There is also the area of the ‘Variable Base Rate’ that tracked ECB perfectly until July 2008 and then magically transformed into a ‘Standard Variable rate’.  There are outstanding issues here also that must be dealt with by EBS in a satisfactory manner.


Are AIB/EBS sorry for how these customers are being treated.


----------



## ragdal (9 Mar 2018)

Padraic on Newstalk at 1pm today


----------



## RajR (9 Mar 2018)

Those who couldn't listen to the finance committee session yesterday, below is the link to listen back.

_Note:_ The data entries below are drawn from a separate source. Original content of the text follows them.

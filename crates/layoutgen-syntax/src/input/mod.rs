//! Input readers - inspect user-authored source without executing it.

#[cfg(feature = "read-typescript")]
pub mod typescript;

#[cfg(feature = "read-typescript")]
pub use typescript::{read_token_store, reflect_token_store};
//! Turning user-supplied names into TypeScript identifier fragments.

/// Reduce `raw` to a fragment usable inside a generated identifier.
///
/// Leading and trailing characters that are not ASCII letters or `_` are
/// stripped; interior characters that are not ASCII letters, digits or `_`
/// are removed. The result may be empty. Applying it twice gives the same
/// result as applying it once.
pub fn sanitize(raw: &str) -> String {
    raw.trim_matches(|c: char| !is_edge_char(c))
        .chars()
        .filter(|&c| is_inner_char(c))
        .collect()
}

fn is_edge_char(c: char) -> bool {
    c.is_ascii_alphabetic() || c == '_'
}

fn is_inner_char(c: char) -> bool {
    c.is_ascii_alphanumeric() || c == '_'
}

#[cfg(test)]
mod tests {
    use super::*;

    #[test]
    fn strips_edges_and_interior() {
        assert_eq!(sanitize("Order Items 2"), "OrderItems");
        assert_eq!(sanitize("2024 Sales"), "Sales");
        assert_eq!(sanitize("Line_Item-3x"), "Line_Item3x");
        assert_eq!(sanitize("_private_"), "_private_");
    }

    #[test]
    fn keeps_valid_names() {
        assert_eq!(sanitize("Customer"), "Customer");
        assert_eq!(sanitize("API_Customer2b"), "API_Customer2b");
    }

    #[test]
    fn drops_non_ascii() {
        assert_eq!(sanitize("Café Menü"), "CafMen");
        assert_eq!(sanitize("été"), "t");
    }

    #[test]
    fn degenerate_inputs() {
        assert_eq!(sanitize(""), "");
        assert_eq!(sanitize("123"), "");
        assert_eq!(sanitize("  --  "), "");
    }

    #[test]
    fn idempotent() {
        for raw in [
            "Order Items 2",
            "2024 Sales",
            "Line_Item-3x",
            "a 1 b",
            "x::y",
            "9 lives_",
            "Café",
        ] {
            let once = sanitize(raw);
            assert_eq!(sanitize(&once), once, "not idempotent for {raw:?}");
        }
    }
}
//! Document builders.
//!
//! Each builder takes a [`GenerationUnit`] (or the set of generated clients)
//! and assembles a [`Document`](layoutgen_syntax::Document). Every identifier
//! derived from a user-supplied name goes through [`sanitize`] here, at the
//! definition site and at every reference site alike.

pub mod client;
pub mod index;
pub mod schema;

pub use client::build_client_module;
pub use index::build_index_module;
pub use schema::build_schema_module;

use crate::input::NormalizedLayout;
use crate::ir::{Backend, PortalSchema, SchemaEntry, ValueList};
use crate::sanitize::sanitize;
use layoutgen_syntax::Expr;

/// Everything needed to emit the files for one layout.
#[derive(Debug, Clone, PartialEq)]
pub struct GenerationUnit {
    /// User-chosen name; sanitized for identifiers, used raw for file paths.
    pub schema_name: String,
    pub layout_name: String,
    pub schema: Vec<SchemaEntry>,
    pub portals: Vec<PortalSchema>,
    pub value_lists: Vec<ValueList>,
    pub backend: Backend,
    pub strict_numbers: bool,
    pub env_names: EnvNames,
    pub target: ClientTarget,
}

/// Which client shape to emit.
#[derive(Debug, Clone, PartialEq)]
pub enum ClientTarget {
    /// Server-side client reading credentials from `process.env`.
    Standard {
        /// Token store construction reused from the user's config file.
        token_store: Option<Expr>,
    },
    /// Client running inside a FileMaker web viewer, calling back through a script.
    WebViewer { script_name: String },
}

/// Names (not values) of the environment variables the client reads.
#[derive(Debug, Clone, PartialEq, Eq)]
pub struct EnvNames {
    pub server: String,
    pub db: String,
    pub auth: AuthEnvNames,
}

#[derive(Debug, Clone, PartialEq, Eq)]
pub enum AuthEnvNames {
    ApiKey { api_key: String },
    UserPassword { username: String, password: String },
}

impl Default for EnvNames {
    fn default() -> Self {
        Self {
            server: "FM_SERVER".into(),
            db: "FM_DATABASE".into(),
            auth: AuthEnvNames::ApiKey {
                api_key: "OTTO_API_KEY".into(),
            },
        }
    }
}

impl Default for ClientTarget {
    fn default() -> Self {
        ClientTarget::Standard { token_store: None }
    }
}

impl GenerationUnit {
    pub fn new(
        schema_name: impl Into<String>,
        layout_name: impl Into<String>,
        layout: NormalizedLayout,
        backend: Backend,
        env_names: EnvNames,
    ) -> Self {
        Self {
            schema_name: schema_name.into(),
            layout_name: layout_name.into(),
            schema: layout.schema,
            portals: layout.portals,
            value_lists: layout.value_lists,
            backend,
            strict_numbers: false,
            env_names,
            target: ClientTarget::default(),
        }
    }

    pub fn with_strict_numbers(mut self, strict: bool) -> Self {
        self.strict_numbers = strict;
        self
    }

    pub fn with_target(mut self, target: ClientTarget) -> Self {
        self.target = target;
        self
    }

    pub fn has_portals(&self) -> bool {
        !self.portals.is_empty()
    }
}

// Identifier naming. Keep every builder on these so definitions and
// references agree.

/// `T<name>`
pub fn type_name(name: &str) -> String {
    format!("T{}", sanitize(name))
}

/// `Z<name>`
pub fn validator_name(name: &str) -> String {
    format!("Z{}", sanitize(name))
}

/// `T<name>Portals`
pub fn portals_type_name(name: &str) -> String {
    format!("T{}Portals", sanitize(name))
}

/// `Z<name>Portals`
pub fn portals_validator_name(name: &str) -> String {
    format!("Z{}Portals", sanitize(name))
}

/// `TVL<name>`
pub fn value_list_type_name(name: &str) -> String {
    format!("TVL{}", sanitize(name))
}

/// `ZVL<name>`
pub fn value_list_validator_name(name: &str) -> String {
    format!("ZVL{}", sanitize(name))
}

/// `<name>Client`
pub fn client_export_name(name: &str) -> String {
    format!("{}Client", sanitize(name))
}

www.oireachtas.ie/viewdoc.asp?DocID=38012&&CatID=127


----------



## mccoypat94 (9 Mar 2018)

Padraic was asked about KBC on Newstalk this afternoon and he believes the application date shouldn't allow KBC to leave you out of redress. He is pursuing this it seems for clients

Hes an impressive individual, its incredible though that in reality hes ploughed a completely lone furrow on this for so many years.


----------



## Editiono (9 Mar 2018)

It seems they will look to bring into the Finance committee the representatives of FA, EBS and Dankse.


----------



## Duggie (10 Mar 2018)

That’s great news. I’m a former Danske customer, sold to the vultures! Have had no communication from Danske since November, even though they confirmed they remain liable under the review (they are not responding to letters). Also corresponding with the CBI, but they won’t respond on individual consumer cases outside of saying that they have passed on corrrspondence to the relevant supervisory team. Complaint with FPSO on hold as they won’t review until CBI review finished. And I have absolutely no idea when this will happen.

Surely there are other Danske customers out there impacted???


----------



## Sleven273 (10 Mar 2018)

Duggie said:


> That’s great news. I’m a former Danske customer, sold to the vultures! Have had no communication from Danske since November, even though they confirmed they remain liable under the review (they are not responding to letters). Also corresponding with the CBI, but they won’t respond on individual consumer cases outside of saying that they have passed on corrrspondence to the relevant supervisory team. Complaint with FPSO on hold as they won’t review until CBI review finished. And I have absolutely no idea when this will happen.
> 
> Surely there are other Danske customers out there impacted???



How are people corresponding with the CBOI? Is there a specific email address or postal address? @Duggie


----------



## Webster (10 Mar 2018)

Danske bank has sold its loan book to Pepper. I was wondering whether anyone will take a legal challenge to the paltry 1000 euro payment re the AIB tracker product with no tracker margin indicated in the original loan offer? On another point, charging other AIB customers 3.67 above the base rate is opportunistic to say the least. Seeing that there was no prevailing base rate available when they exited from their fixed term period of their mortgage (as AIB had withdrawn tracker products) then the rate that these cohorts should have been placed on (contractual option), was the last available prevailing tracker rate quoted at the point in time when AIB withdrew tracker mortgages from the market, this is only common sense. The CBI appears to accepted the guff that AIB would have to pay 3.67% above base rate at the point in time if the customer was to choose a tracker rate. However, no one is looking at what prevailing actually means. If the tracker mortgage product is withdrawn from customers, *the tracker rate is no longer prevailing!*.


----------



## Duggie (11 Mar 2018)

@Sleven273 if you just write to CBI Tracker Mortgage Examination - ask Them to confirm that the correspondence has been forwarded to the relevant supervisory authority. In fairness they are very good at responding.


----------